Just finished reading Night Raiders of the Air, a Kiwi pilot’s memoir of flying night bombers in WWI for the Commonwealth (or probably more accurately, the Empire). It’s unbelievable what these guys did, going up thousands of feet in the freezing night, sitting unstrapped in wicker armchairs stuffed into these big wooden clothes horses, tied with wire and wrapped in canvas. Machines, beautifully made by piano makers, but as fragile as butterflies and ready to catch fire just for looking at them funny, fires you can’t escape by jumping out when half a mile up and when your own side won’t give you parachutes.
Night after night they went up for hours on end, to drop bombs onto enemy airfields while being hosed from below by ‘glow worms’ of tracer bullets or flaming onions from Archie. The enemy bullets and shells are almost secondary to the hazard of simply crashing on unknown landing strips in the dark – how many times they crash and are thrown out, like they’ve come off a motor bike. They get lost so often and when the finally run out of fuel they have to guess how high they are off the ground and simply hope they don’t get too hurt as they hurtle into whatever’s in the way that they’ll hit at 70 knots, with nothing between them and ‘it’ but a mahogany dashboard to lose your teeth on.

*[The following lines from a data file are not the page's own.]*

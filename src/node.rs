//! Application boundary of a mesh node.
//!
//! A [`Node`] owns the receive [`Decoder`], the transmit [`Encoder`] and the
//! [`TransmitSink`] that keys the modulator. The application only deals with
//! payloads:
//!
//! - [`Node::send_message`] builds and queues a packet
//! - [`Node::task`] pumps queued bits into the sink, advances the decoder and
//!   delivers accepted payloads
//! - payloads go to the registered [`MessageCallback`], or to an inbox read
//!   with [`Node::receive`] when no callback is set
//!
//! A received packet is accepted when it is addressed to this node (or to
//! [`BROADCAST_ADDRESS`], or the node is promiscuous) and its payload checksum
//! matches.
//!
//! ## Example
//!
//! ```rust
//! use peregrine::error::Error;
//! use peregrine::node::{Node, TransmitSink};
//!
//! #[derive(Debug, Default)]
//! struct Wire(Vec<bool>);
//!
//! impl TransmitSink for Wire {
//!     fn line_busy(&mut self) -> bool {
//!         false
//!     }
//!     fn write_bit(&mut self, bit: bool) -> nb::Result<(), Error> {
//!         self.0.push(bit);
//!         Ok(())
//!     }
//! }
//!
//! let mut node = Node::with_defaults(0x0001, Wire::default()).unwrap();
//! node.send_message(0x0002, b"ping").unwrap();
//! node.task();
//! assert!(!node.sink().0.is_empty());
//! ```

use crate::consts::{BROADCAST_ADDRESS, DEFAULT_MAX_HOPS, MAX_PAYLOAD_SIZE, PACKET_QUEUE_SIZE};
use crate::decoder::Decoder;
use crate::encoder::Encoder;
use crate::error::{Error, Result};
use crate::goertzel::Sample;
use crate::packet::Packet;
use crate::ring::RingBuffer;

/// Packet type stamped on application messages.
pub const MESSAGE_PACKET_TYPE: u8 = 0;

/// Consumer of the transmit bit stream.
pub trait TransmitSink {
    /// `true` while the channel is in use and no transmission may start.
    fn line_busy(&mut self) -> bool;

    /// Sends one bit.
    ///
    /// Return `nb::Error::WouldBlock` when the modulator cannot take the bit
    /// yet; the node offers the same bit again on its next task.
    fn write_bit(&mut self, bit: bool) -> nb::Result<(), Error>;
}

/// Receives the payload of every accepted packet.
pub type MessageCallback = fn(&[u8]);

/// A mesh node: one decoder, one encoder and the sink they transmit through.
#[derive(Debug)]
pub struct Node<S: TransmitSink> {
    address: u16,
    promiscuous: bool,
    seq_num: u16,
    sink: S,
    decoder: Decoder,
    encoder: Encoder,
    on_message: Option<MessageCallback>,
    inbox: RingBuffer<Packet, PACKET_QUEUE_SIZE>,
    pending_bit: Option<bool>,
    tx_good: u32,
    rx_good: u32,
    rx_bad: u32,
}

impl<S: TransmitSink> Node<S> {
    /// Creates a node from its parts and initializes the decoder.
    ///
    /// # Arguments
    /// - `address`: this node's address
    /// - `sink`: transmit bit consumer
    /// - `decoder`: receive pipeline
    /// - `encoder`: transmit framer, configured with the same marker and bit
    ///   order as `decoder`
    pub fn new(address: u16, sink: S, mut decoder: Decoder, encoder: Encoder) -> Self {
        decoder.init();
        Self {
            address,
            promiscuous: false,
            seq_num: 0,
            sink,
            decoder,
            encoder,
            on_message: None,
            inbox: RingBuffer::new(),
            pending_bit: None,
            tx_good: 0,
            rx_good: 0,
            rx_bad: 0,
        }
    }

    /// Creates a node with the default modem parameters.
    ///
    /// # Errors
    /// [`Error::InvalidParameters`] if the default configuration is rejected.
    pub fn with_defaults(address: u16, sink: S) -> Result<Self> {
        Ok(Self::new(address, sink, Decoder::with_defaults()?, Encoder::default()))
    }

    /// This node's address.
    pub fn address(&self) -> u16 {
        self.address
    }

    /// Accepts packets for any destination when `promiscuous` is set.
    pub fn set_promiscuous(&mut self, promiscuous: bool) {
        self.promiscuous = promiscuous;
    }

    /// Registers the message callback; `None` routes payloads to the inbox.
    pub fn set_on_message_received(&mut self, callback: Option<MessageCallback>) {
        self.on_message = callback;
    }

    /// Number of packets queued for transmission.
    pub fn tx_good(&self) -> u32 {
        self.tx_good
    }

    /// Number of packets accepted and delivered.
    pub fn rx_good(&self) -> u32 {
        self.rx_good
    }

    /// Number of addressed packets dropped for a bad payload checksum.
    pub fn rx_bad(&self) -> u32 {
        self.rx_bad
    }

    /// The transmit sink.
    pub fn sink(&self) -> &S {
        &self.sink
    }

    /// The transmit sink, mutably.
    pub fn sink_mut(&mut self) -> &mut S {
        &mut self.sink
    }

    /// The receive pipeline, for feeding bits or bytes directly.
    pub fn decoder_mut(&mut self) -> &mut Decoder {
        &mut self.decoder
    }

    /// `true` while the encoder or the decoder has pending work.
    pub fn is_busy(&self) -> bool {
        self.pending_bit.is_some() || self.encoder.is_busy() || self.decoder.is_busy()
    }

    /// Queues received samples.
    ///
    /// # Errors
    /// [`Error::Uninitialized`] if the decoder was deinitialized.
    pub fn process_samples(&mut self, samples: &[Sample]) -> Result<()> {
        self.decoder.process_samples(samples)
    }

    /// Sends `payload` to `dest_addr`.
    ///
    /// # Errors
    /// - [`Error::InvalidParameters`] if `payload` exceeds [`MAX_PAYLOAD_SIZE`]
    /// - [`Error::LineBusy`] if the sink reports the channel in use
    /// - [`Error::BufferOverflow`] if the transmit queue is full
    pub fn send_message(&mut self, dest_addr: u16, payload: &[u8]) -> Result<()> {
        if payload.len() > MAX_PAYLOAD_SIZE {
            return Err(Error::InvalidParameters);
        }
        if self.sink.line_busy() {
            debug!("line busy, not sending to {}", dest_addr);
            return Err(Error::LineBusy);
        }
        let packet = Packet::new(
            MESSAGE_PACKET_TYPE,
            self.address,
            dest_addr,
            self.seq_num,
            DEFAULT_MAX_HOPS,
            payload,
        );
        self.encoder.write_packet(&packet)?;
        self.seq_num = self.seq_num.wrapping_add(1);
        self.tx_good = self.tx_good.wrapping_add(1);
        Ok(())
    }

    /// Takes the oldest accepted packet from the inbox.
    pub fn receive(&mut self) -> Option<Packet> {
        self.inbox.pop().ok()
    }

    /// Advances transmission and reception by one step.
    pub fn task(&mut self) {
        self.pump_tx();
        self.decoder.task();
        while let Ok(packet) = self.decoder.try_get_packet() {
            self.handle_packet(packet);
        }
    }

    fn pump_tx(&mut self) {
        loop {
            let bit = match self.pending_bit.take() {
                Some(bit) => bit,
                None => match self.encoder.read_bit() {
                    Ok(bit) => bit,
                    Err(nb::Error::WouldBlock) => return,
                    Err(nb::Error::Other(e)) => {
                        error!("encoder failed: {}", e);
                        return;
                    }
                },
            };
            match self.sink.write_bit(bit) {
                Ok(()) => {}
                Err(nb::Error::WouldBlock) => {
                    self.pending_bit = Some(bit);
                    return;
                }
                Err(nb::Error::Other(e)) => {
                    warn!("transmit sink failed: {}", e);
                    return;
                }
            }
        }
    }

    fn handle_packet(&mut self, packet: Packet) {
        let addressed = self.promiscuous
            || packet.dest_addr == self.address
            || packet.dest_addr == BROADCAST_ADDRESS;
        if !addressed {
            trace!("ignoring packet for {}", packet.dest_addr);
            return;
        }
        if packet.payload_crc != packet.payload_checksum() {
            self.rx_bad = self.rx_bad.wrapping_add(1);
            warn!("dropping packet from {} with bad payload", packet.src_addr);
            return;
        }
        self.rx_good = self.rx_good.wrapping_add(1);
        match self.on_message {
            Some(callback) => callback(packet.payload()),
            None => self.inbox.push(packet),
        }
    }
}

#[cfg(test)]
mod tests {
    use super::*;
    use core::sync::atomic::{AtomicUsize, Ordering};

    #[derive(Debug, Default)]
    struct Wire {
        bits: Vec<bool>,
        busy: bool,
        stall_every: Option<usize>,
        calls: usize,
    }

    impl TransmitSink for Wire {
        fn line_busy(&mut self) -> bool {
            self.busy
        }

        fn write_bit(&mut self, bit: bool) -> nb::Result<(), Error> {
            self.calls += 1;
            if let Some(n) = self.stall_every {
                if self.calls % n == 0 {
                    return Err(nb::Error::WouldBlock);
                }
            }
            self.bits.push(bit);
            Ok(())
        }
    }

    fn node(address: u16) -> Node<Wire> {
        Node::with_defaults(address, Wire::default()).unwrap()
    }

    fn transfer(from: &mut Node<Wire>, to: &mut Node<Wire>) {
        while from.is_busy() {
            from.task();
        }
        let bits = core::mem::take(&mut from.sink_mut().bits);
        let mut fed = 0;
        for _ in 0..100_000 {
            if fed < bits.len() {
                fed += to.decoder_mut().process_bits(&bits[fed..]).unwrap();
            }
            to.task();
            if fed == bits.len() && !to.is_busy() {
                return;
            }
        }
        panic!("receiver did not settle");
    }

    #[test]
    fn test_send_and_receive() {
        let mut a = node(0x0001);
        let mut b = node(0x0002);
        a.send_message(0x0002, b"ping").unwrap();
        a.send_message(0x0002, b"pong").unwrap();
        assert_eq!(a.tx_good(), 2);
        transfer(&mut a, &mut b);

        let first = b.receive().unwrap();
        assert_eq!(first.payload(), b"ping");
        assert_eq!(first.src_addr, 0x0001);
        assert_eq!(first.seq_num, 0);
        assert_eq!(first.max_hops, DEFAULT_MAX_HOPS);
        assert_eq!(b.receive().unwrap().seq_num, 1);
        assert_eq!(b.rx_good(), 2);
        assert!(b.receive().is_none());
    }

    #[test]
    fn test_address_filter() {
        let mut a = node(0x0001);
        let mut b = node(0x0002);
        a.send_message(0x0003, b"not yours").unwrap();
        a.send_message(BROADCAST_ADDRESS, b"everyone").unwrap();
        transfer(&mut a, &mut b);
        assert_eq!(b.receive().unwrap().payload(), b"everyone");
        assert!(b.receive().is_none());

        b.set_promiscuous(true);
        a.send_message(0x0003, b"sniffed").unwrap();
        transfer(&mut a, &mut b);
        assert_eq!(b.receive().unwrap().payload(), b"sniffed");
    }

    #[test]
    fn test_bad_payload_counted() {
        let mut b = node(0x0002);
        let mut packet = Packet::new(0, 1, 0x0002, 0, 10, b"data");
        packet.payload_crc ^= 0x0001;
        b.decoder_mut().inject_packet(packet).unwrap();
        b.task();
        assert_eq!(b.rx_bad(), 1);
        assert_eq!(b.rx_good(), 0);
        assert!(b.receive().is_none());
    }

    static DELIVERED: AtomicUsize = AtomicUsize::new(0);

    fn count_delivery(payload: &[u8]) {
        assert_eq!(payload, b"cb");
        let _ = DELIVERED.fetch_add(1, Ordering::SeqCst);
    }

    #[test]
    fn test_callback_delivery() {
        let mut b = node(0x0002);
        b.set_on_message_received(Some(count_delivery));
        let packet = Packet::new(0, 1, 0x0002, 0, 10, b"cb");
        b.decoder_mut().inject_packet(packet).unwrap();
        b.task();
        assert_eq!(DELIVERED.load(Ordering::SeqCst), 1);
        assert!(b.receive().is_none());
    }

    #[test]
    fn test_send_rejections() {
        let mut a = node(0x0001);
        assert_eq!(
            a.send_message(0x0002, &[0u8; MAX_PAYLOAD_SIZE + 1]),
            Err(Error::InvalidParameters)
        );
        a.sink_mut().busy = true;
        assert_eq!(a.send_message(0x0002, b"hi"), Err(Error::LineBusy));
        assert_eq!(a.tx_good(), 0);
    }

    #[test]
    fn test_stalling_sink_loses_no_bits() {
        let mut a = node(0x0001);
        let mut b = node(0x0002);
        a.sink_mut().stall_every = Some(5);
        a.send_message(0x0002, b"slow").unwrap();
        transfer(&mut a, &mut b);
        assert_eq!(b.receive().unwrap().payload(), b"slow");
    }
}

As a memoir it’s written with a light touch, but which is all the more poignant as casualty lists of comrades only ever grow longer and longer, and he writes even of his own nerves building up and up and how the battle becomes as much with one’s self to keep even-keeled as it is to take to the Boche, who are also often noted to be such brave and gallant, but so young, men as well. Young as in 21 or 22 year-old and having had more than a couple of month’s combat experience without dying is an old veteran who’s spent way beyond his quota of good luck.
And the waiting, the waiting, the waiting for orders, for the off, waiting and waiting for the missing planes to come back from a sortie, waiting and waiting for leave that when it comes is a glorious fortnight of partying back in Blighty, compounded by an ever growing dread of returning to pointless carnage and finding out who else has been smashed up, lost their nerve, or gone West.
I’m glad I’ve rediscovered my WWI flying books, McKee’s brilliant The Friendless Sky, then An Airman’s Outings with the RFC, I will re-read them avidly to learn of astounding courage from a century ago.